Monmon, lui, il est incapable de décrire son Agnès. Lorsqu'ils marchent ensemble, elle fourre sa main dans la sienne,… comme quand ils ont trottiné ensemble, gamin et fille, en partant pour l'école. Souvent, une fois qu'ils sont seuls, elle veut se faire cajoler dans ses bras. Agnès, elle, inclut cet amour dans une vision religieuse : Divant do s' mariè, quéne inocin.ne pitite fèfèye ! One crapôde qui s' mèteut cor à gngnos au pîd di s' lèt divant do s' coûtchi… Combin d' côps adon, n'aveut-èle nin sondji : Quand nos sèrans nos deûs èt dîre nos pâtèrs astok onk di l'ôte. Pwis èlle aureut stî si feume, tote lèye, come poz- achèvè leûs priéres. (14)
Avant de se marier, quelle innocente petite fifille ! Une gamine qui s'agenouillait encore au pied de son lit avant de se coucher… Combien de fois alors n'avait-elle pas pensé : Quand nous serons nous deux et que nous réciterons nos prières l'un auprès de l'autre.

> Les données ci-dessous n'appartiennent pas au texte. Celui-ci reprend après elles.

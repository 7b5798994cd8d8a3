//! Raw records of the `blkio` subsystem.
//!
//! Every `blkio.*` statistics file lists one counter per line:
//!
//! ```text
//! 8:0 Read 4096
//! 8:0 Write 512
//! 8:0 Sync 0
//! Total 4608
//! ```
//!
//! `blkio.sectors_recursive` and `blkio.time_recursive` omit the operation
//! column (`8:0 1024`). `Total` lines are aggregates and are skipped.

use std::io::BufRead;

use super::StatParseError;
use super::parser::parse_u64;

/// A single per-device counter.
#[derive(Debug, Clone, PartialEq, Eq, Default)]
pub struct BlkioEntry {
    pub major: u64,
    pub minor: u64,
    /// Empty for files without an operation column.
    pub op: String,
    pub value: u64,
}

/// Raw record of the `blkio` subsystem, one list per statistics file.
#[derive(Debug, Clone, PartialEq, Eq, Default)]
pub struct BlkioRecord {
    pub io_service_bytes_recursive: Vec<BlkioEntry>,
    pub io_serviced_recursive: Vec<BlkioEntry>,
    pub io_queued_recursive: Vec<BlkioEntry>,
    pub io_service_time_recursive: Vec<BlkioEntry>,
    pub io_wait_time_recursive: Vec<BlkioEntry>,
    pub io_merged_recursive: Vec<BlkioEntry>,
    pub io_time_recursive: Vec<BlkioEntry>,
    pub sectors_recursive: Vec<BlkioEntry>,
}

/// Parses a `blkio.*` statistics file.
///
/// # Errors
///
/// Returns [`StatParseError::InvalidBlkioEntry`] (as `InvalidData`) when a
/// device field is not `MAJOR:MINOR` or a number does not parse.
pub fn parse_blkio_entries<R: BufRead>(buf: &mut R) -> std::io::Result<Vec<BlkioEntry>> {
    let mut entries = Vec::new();
    let mut line = String::new();
    let mut lineno = 0;
    while buf.read_line(&mut line)? != 0 {
        lineno += 1;
        let fields: Vec<&str> = line.split_whitespace().collect();
        let invalid = || StatParseError::InvalidBlkioEntry {
            entry: line.trim().to_owned(),
            line: lineno,
        };

        let (device, op, value) = match fields.as_slice() {
            [] | ["Total", ..] => {
                line.clear();
                continue;
            }
            [device, value] => (*device, "", *value),
            [device, op, value] => (*device, *op, *value),
            _ => return Err(invalid().into()),
        };
        let (major, minor) = device.split_once(':').ok_or_else(invalid)?;

        entries.push(BlkioEntry {
            major: parse_u64(major).map_err(|_| invalid())?,
            minor: parse_u64(minor).map_err(|_| invalid())?,
            op: op.to_owned(),
            value: parse_u64(value).map_err(|_| invalid())?,
        });
        line.clear();
    }
    Ok(entries)
}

Puis elle aurait été sa femme, toute elle, comme pour achever leurs prières. Auparavant, Monmon, elle n'osait plus y penser. Par peur de laisser libre cours à son désir. Éviter de commettre le mal en pensées. Encore plus vite, plus facilement qu'en le commettant réellement. Et voici que Monmon est auprès d'elle. Plus près qu'il n'ait jamais été. Tel qu'il était vivant, elle n'arrive plus à se le représenter. Comme si son visage était totalement effacé ; mais il est là ; et il la touche, dirais-je, plus profondément que si leurs deux corps étaient ensemble… Dans Li p'tit Bêrt, le héros éponyme, à la fin de sa vie, repense à une confidence d'Ane, fille facile autrefois, qui décrit la même béatitude en dehors du charnel : Mins qué boneûr do bin sèpe qu'Ane nè l'aveut jamaîs rovyi. I l'oyeut co dîre… Lî dîre tot bas, en l' sèrant, qui d' s'awè vèyu voltî tote one vèspréye sins sondji à mau, ci sèreut todi por lèye lès pus bèlès-eûres di tote si vîye. (p. 163) Mais quel bonheur de savoir qu'Anne ne l'avait jamais oublié. Il l'entendait encore dire… Lui dire à voix basse, en le serrant, que de s'être aimés tout un après-midi sans mauvaise pensée, ce serait toujours pour elle les plus belles heures de toute sa vie.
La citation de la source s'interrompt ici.